Akeem Barnes ’15 and Alexandria Timoll ’14 know all too well how life trajectories are set in motion and how opportunities play a huge role. They also know how easy it is—especially for the black and brown kids who grow up where they hail from: East New York and Brownsville, respectively—to head down the wrong path or otherwise miss out on a break that might level the playing field. They both became educators because they knew they could help steer some kids in the right direction.

What they both say they never expected was to be honored for their work. And yet there they both were earlier this week receiving an award for Outstanding Educators of the Year by the publication Education Update. Now in its 17th year, the award honors New York City public school teachers who go the extra mile for their students. CUNY Chancellor Félix Matos Rodríguez was also honored with the publication’s Distinguished Leaders in Education award.

“I’ve learned not to expect the pat on the back,” says Timoll, who is currently the dean of curriculum instruction at Leadership Prep Canarsie. “For me, this was shocking. It made me take a moment. It’s nice when people notice the hard work that you’re doing.”

Says Barnes: “When you do this type of work, you don’t generally do it for the awards.” Still, “It felt like the culmination of everything I’ve done in the past four years.”

Barnes is currently an eighth grade English Language Arts teacher at Brownsville’s Riverdale Avenue Middle School. He got his bachelor’s degree in English at Brooklyn College and then went on to get a master’s degree in Liberal Studies with a focus on urban education at the CUNY Graduate Center. But he’s very aware that his life could have gone down another path. He grew up sometimes looking for role models in the wrong places and even had brushes with the law when he was younger. His love of reading motivated him to end up majoring in English when he got to college, and that led him to consider teaching.

“I wanted to help young people that look like me,” he says. “If I had someone pushing me when I was younger, I feel like I could have avoided a lot of mistakes. It’s sort of like I get to start over.”
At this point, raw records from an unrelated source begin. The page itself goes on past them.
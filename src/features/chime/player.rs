//! Chime playback through a system audio player.
//!
//! Playback is a two-step policy: the configured clip first, then a
//! synthesized tone. Each step checks whether it can run before trying, and
//! a failed attempt (including a player that exits unsuccessfully) only
//! moves on to the next step. When nothing works the timer carries on
//! silently. The chain runs on a worker thread so the countdown never waits
//! for audio.

use std::path::{Path, PathBuf};
use std::process::{Command, Stdio};
use std::sync::Arc;

use tracing::{debug, warn};

use super::tone;
use crate::config::{Paths, SoundConfig};
use crate::error::PomodoroError;

/// Player commands probed when none is configured.
const PLAYER_CANDIDATES: [&str; 3] = ["paplay", "aplay", "afplay"];

/// Clips probed when none is configured.
const CLIP_CANDIDATES: [&str; 4] = [
    "/usr/share/sounds/freedesktop/stereo/complete.oga",
    "/usr/share/sounds/freedesktop/stereo/bell.oga",
    "/usr/share/sounds/sound-icons/guitar-11.wav",
    "/System/Library/Sounds/Glass.aiff",
];

/// File name of the cached fallback tone.
const TONE_FILE: &str = "chime-880hz.wav";

/// Audible cue requested on every phase completion.
#[cfg_attr(test, mockall::automock)]
pub trait Chime {
    /// Play the cue. Failures are handled internally.
    fn ring(&self);
}

/// One way of producing a sound.
pub trait ChimeSource: Send + Sync {
    /// Name used in logs.
    fn name(&self) -> &'static str;

    /// Whether this source has what it needs to try playing.
    fn is_available(&self) -> bool;

    /// Play to completion.
    ///
    /// # Errors
    ///
    /// Returns an error if playback could not be started or did not finish
    /// successfully.
    fn play(&self) -> Result<(), PomodoroError>;
}

/// A chime that never makes a sound.
#[derive(Debug, Default, Clone, Copy)]
pub struct SilentChime;

impl Chime for SilentChime {
    fn ring(&self) {
        debug!("Chime muted");
    }
}

/// Plays the first source that succeeds.
pub struct ChimePlayer {
    sources: Arc<Vec<Box<dyn ChimeSource>>>,
}

impl ChimePlayer {
    /// Create a player from an ordered list of sources.
    #[must_use]
    pub fn new(sources: Vec<Box<dyn ChimeSource>>) -> Self {
        Self {
            sources: Arc::new(sources),
        }
    }

    /// Build the chime described by the sound settings.
    #[must_use]
    pub fn from_config(sound: &SoundConfig, paths: &Paths) -> Box<dyn Chime> {
        if !sound.enabled {
            return Box::new(SilentChime);
        }

        let player = sound.player.clone().or_else(detect_player);
        let clip = sound.clip.clone().or_else(default_clip);
        debug!(?player, ?clip, "Configuring chime");

        let mut sources: Vec<Box<dyn ChimeSource>> = vec![Box::new(ClipSource {
            player: player.clone(),
            clip,
        })];
        if sound.fallback_tone {
            sources.push(Box::new(ToneSource {
                player,
                path: paths.cache.join(TONE_FILE),
            }));
        }

        Box::new(Self::new(sources))
    }
}

impl Chime for ChimePlayer {
    fn ring(&self) {
        let sources = Arc::clone(&self.sources);
        let spawned = std::thread::Builder::new()
            .name("chime".to_string())
            .spawn(move || {
                play_first(&sources);
            });
        if let Err(e) = spawned {
            warn!(error = %e, "Failed to start chime thread");
        }
    }
}

fn play_first(sources: &[Box<dyn ChimeSource>]) -> Option<&'static str> {
    for source in sources {
        if !source.is_available() {
            debug!(source = source.name(), "Chime source unavailable");
            continue;
        }
        match source.play() {
            Ok(()) => {
                debug!(source = source.name(), "Chime played");
                return Some(source.name());
            }
            Err(e) => warn!(source = source.name(), error = %e, "Chime source failed"),
        }
    }
    debug!("No chime source could play, continuing silently");
    None
}

/// Plays a sound clip with an external player.
#[derive(Debug, Clone)]
pub struct ClipSource {
    /// Player command
    pub player: Option<String>,
    /// Clip to play
    pub clip: Option<PathBuf>,
}

impl ChimeSource for ClipSource {
    fn name(&self) -> &'static str {
        "clip"
    }

    fn is_available(&self) -> bool {
        self.player.is_some() && self.clip.as_deref().is_some_and(Path::exists)
    }

    fn play(&self) -> Result<(), PomodoroError> {
        let (Some(player), Some(clip)) = (&self.player, &self.clip) else {
            return Err(PomodoroError::Audio("No clip or player configured".to_string()));
        };
        run_player(player, clip)
    }
}

/// Plays the synthesized sine tone, writing it to the cache on first use.
#[derive(Debug, Clone)]
pub struct ToneSource {
    /// Player command
    pub player: Option<String>,
    /// Where the tone file is cached
    pub path: PathBuf,
}

impl ToneSource {
    fn ensure_file(&self) -> Result<(), PomodoroError> {
        if self.path.exists() {
            return Ok(());
        }
        if let Some(parent) = self.path.parent() {
            std::fs::create_dir_all(parent)?;
        }
        std::fs::write(&self.path, tone::sine_wav())
            .map_err(|e| PomodoroError::Audio(format!("Failed to write tone: {e}")))
    }
}

impl ChimeSource for ToneSource {
    fn name(&self) -> &'static str {
        "tone"
    }

    fn is_available(&self) -> bool {
        self.player.is_some()
    }

    fn play(&self) -> Result<(), PomodoroError> {
        let Some(player) = &self.player else {
            return Err(PomodoroError::Audio("No player configured".to_string()));
        };
        self.ensure_file()?;
        run_player(player, &self.path)
    }
}

/// Run `player file` and wait for it to finish.
fn run_player(player: &str, file: &Path) -> Result<(), PomodoroError> {
    let status = Command::new(player)
        .arg(file)
        .stdin(Stdio::null())
        .stdout(Stdio::null())
        .stderr(Stdio::null())
        .status()
        .map_err(|e| PomodoroError::Audio(format!("Failed to run {player}: {e}")))?;

    if status.success() {
        Ok(())
    } else {
        Err(PomodoroError::Audio(format!(
            "{player} could not play {}: {status}",
            file.display()
        )))
    }
}

/// Find the first known player on `PATH`.
#[must_use]
pub fn detect_player() -> Option<String> {
    let path = std::env::var_os("PATH")?;
    PLAYER_CANDIDATES
        .iter()
        .find(|candidate| std::env::split_paths(&path).any(|dir| dir.join(candidate).is_file()))
        .map(|candidate| (*candidate).to_string())
}

/// Find the first known system clip.
#[must_use]
pub fn default_clip() -> Option<PathBuf> {
    CLIP_CANDIDATES
        .iter()
        .map(PathBuf::from)
        .find(|p| p.exists())
}

#[cfg(test)]
mod tests {
    use std::sync::atomic::{AtomicU32, Ordering};
    use std::time::{Duration, Instant};

    use super::*;
    use tempfile::TempDir;

    struct FakeSource {
        available: bool,
        succeed: bool,
        plays: Arc<AtomicU32>,
    }

    impl ChimeSource for FakeSource {
        fn name(&self) -> &'static str {
            "fake"
        }

        fn is_available(&self) -> bool {
            self.available
        }

        fn play(&self) -> Result<(), PomodoroError> {
            self.plays.fetch_add(1, Ordering::SeqCst);
            if self.succeed {
                Ok(())
            } else {
                Err(PomodoroError::Audio("no device".to_string()))
            }
        }
    }

    fn fake(available: bool, succeed: bool) -> (Box<dyn ChimeSource>, Arc<AtomicU32>) {
        let plays = Arc::new(AtomicU32::new(0));
        let source = FakeSource {
            available,
            succeed,
            plays: Arc::clone(&plays),
        };
        (Box::new(source), plays)
    }

    fn count(plays: &AtomicU32) -> u32 {
        plays.load(Ordering::SeqCst)
    }

    fn wait_for(plays: &AtomicU32, expected: u32) -> u32 {
        let deadline = Instant::now() + Duration::from_secs(5);
        while count(plays) < expected && Instant::now() < deadline {
            std::thread::sleep(Duration::from_millis(10));
        }
        count(plays)
    }

    #[test]
    fn test_primary_success_skips_fallback() {
        let (primary, primary_plays) = fake(true, true);
        let (fallback, fallback_plays) = fake(true, true);

        let played = play_first(&[primary, fallback]);

        assert_eq!(played, Some("fake"));
        assert_eq!(count(&primary_plays), 1);
        assert_eq!(count(&fallback_plays), 0);
    }

    #[test]
    fn test_primary_failure_uses_fallback() {
        let (primary, primary_plays) = fake(true, false);
        let (fallback, fallback_plays) = fake(true, true);

        play_first(&[primary, fallback]);

        assert_eq!(count(&primary_plays), 1);
        assert_eq!(count(&fallback_plays), 1);
    }

    #[test]
    fn test_unavailable_source_not_tried() {
        let (primary, primary_plays) = fake(false, true);
        let (fallback, fallback_plays) = fake(true, true);

        play_first(&[primary, fallback]);

        assert_eq!(count(&primary_plays), 0);
        assert_eq!(count(&fallback_plays), 1);
    }

    #[test]
    fn test_total_failure_is_silent() {
        let (primary, _) = fake(true, false);
        let (fallback, fallback_plays) = fake(true, false);

        let played = play_first(&[primary, fallback]);

        assert_eq!(played, None);
        assert_eq!(count(&fallback_plays), 1);
        assert_eq!(play_first(&[]), None);
    }

    #[test]
    fn test_ring_plays_in_background() {
        let (primary, primary_plays) = fake(true, true);

        ChimePlayer::new(vec![primary]).ring();

        assert_eq!(wait_for(&primary_plays, 1), 1);
    }

    #[cfg(unix)]
    #[test]
    fn test_unsuccessful_player_exit_is_a_failure() {
        let temp_dir = TempDir::new().unwrap();
        let clip = temp_dir.path().join("complete.oga");
        std::fs::write(&clip, b"OggS").unwrap();

        let source = ClipSource {
            player: Some("false".to_string()),
            clip: Some(clip),
        };

        assert!(source.is_available());
        assert!(matches!(source.play(), Err(PomodoroError::Audio(_))));
    }

    #[cfg(unix)]
    #[test]
    fn test_failing_clip_player_falls_back_to_tone() {
        let temp_dir = TempDir::new().unwrap();
        let clip = temp_dir.path().join("complete.oga");
        std::fs::write(&clip, b"OggS").unwrap();
        let (fallback, fallback_plays) = fake(true, true);

        let clip_source: Box<dyn ChimeSource> = Box::new(ClipSource {
            player: Some("false".to_string()),
            clip: Some(clip),
        });
        ChimePlayer::new(vec![clip_source, fallback]).ring();

        assert_eq!(wait_for(&fallback_plays, 1), 1);
    }

    #[cfg(unix)]
    #[test]
    fn test_successful_player_exit() {
        let temp_dir = TempDir::new().unwrap();
        let source = ToneSource {
            player: Some("true".to_string()),
            path: temp_dir.path().join(TONE_FILE),
        };

        assert!(source.play().is_ok());
        assert!(source.path.exists());
    }

    #[test]
    fn test_clip_source_availability() {
        let temp_dir = TempDir::new().unwrap();
        let clip = temp_dir.path().join("bell.wav");

        let source = ClipSource {
            player: Some("aplay".to_string()),
            clip: Some(clip.clone()),
        };
        assert!(!source.is_available());

        std::fs::write(&clip, b"RIFF").unwrap();
        assert!(source.is_available());

        let no_player = ClipSource {
            player: None,
            clip: Some(clip),
        };
        assert!(!no_player.is_available());
        assert!(no_player.play().is_err());
    }

    #[test]
    fn test_missing_player_binary_fails() {
        let temp_dir = TempDir::new().unwrap();
        let source = ToneSource {
            player: Some("definitely-not-a-player-binary".to_string()),
            path: temp_dir.path().join("cache").join(TONE_FILE),
        };

        assert!(source.is_available());
        assert!(matches!(source.play(), Err(PomodoroError::Audio(_))));
        // The tone file is still written for the next attempt
        assert!(source.path.exists());
    }

    #[test]
    fn test_from_config_disabled_is_silent() {
        let temp_dir = TempDir::new().unwrap();
        let paths = Paths::with_root(temp_dir.path().to_path_buf());
        let sound = SoundConfig {
            enabled: false,
            ..SoundConfig::default()
        };

        // Must not panic or spawn anything
        ChimePlayer::from_config(&sound, &paths).ring();
    }

    #[test]
    fn test_from_config_without_tone() {
        let temp_dir = TempDir::new().unwrap();
        let paths = Paths::with_root(temp_dir.path().to_path_buf());
        let sound = SoundConfig {
            player: Some("definitely-not-a-player-binary".to_string()),
            clip: Some(temp_dir.path().join("missing.wav")),
            fallback_tone: false,
            ..SoundConfig::default()
        };

        ChimePlayer::from_config(&sound, &paths).ring();
        assert!(!paths.cache.join(TONE_FILE).exists());
    }
}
Barnes does a lot of civic engagement with his students and has taught them to be advocates for their community. For a project this year, his students researched mass incarceration and environmental racism, conducted community surveys, and hosted a town hall with police officers after which, says Barnes, his students took a lot of pride in simply being heard.

“He is a teacher advocate for marginalized and underrepresented students in his classes and empowers them with a voice to stand up for themselves,” says Deborah Shanley, a professor of secondary education who nominated Barnes and Timoll for the award.

Timoll earned her undergraduate degree in childhood education and psychology and then also went on the earn her master’s degree from the CUNY Graduate Center in liberal studies with a concentration on urban education.

She’s quick to site “Ms. Tasher,” her third-grade teacher, as the source of her inspiration because she made a connection with Timoll by using the same nickname her parents called her and generally invested in her. Timoll went on to enroll in a program that helped prepare students to compete for New York City’s specialized high schools, which got her into the vaunted Brooklyn Tech.

Even back then, it was clear to her that the soft skills and socialization she was receiving—let alone the education—were a world apart from that which her peers were receiving.

“It was the first time I started to question issues of access,” she says. “I realized that it wasn’t [a] fair [system] and that I wanted to do something to make sure all students have access to a good education.”

At her current school, Timoll has helped to turn around academic achievement in reading and math and also launched an annual awards ceremony that celebrates student growth, achievement, and character.

“She has balanced a prioritization of academics and joyful student culture,” says Shanley.

Both Barnes and Timoll were participants in the Urban Community Teachers Project, which aims to address some of the gaps in learning experienced by children of color by encouraging more teachers of color to go into the field, and both continue to mentor future teachers in the program.

“Akeem and Alex are both outstanding examples of excellent educators in every way,” says April Whatley Bedford, dean of the School of Education. “They also are spectacular representatives of Brooklyn College.”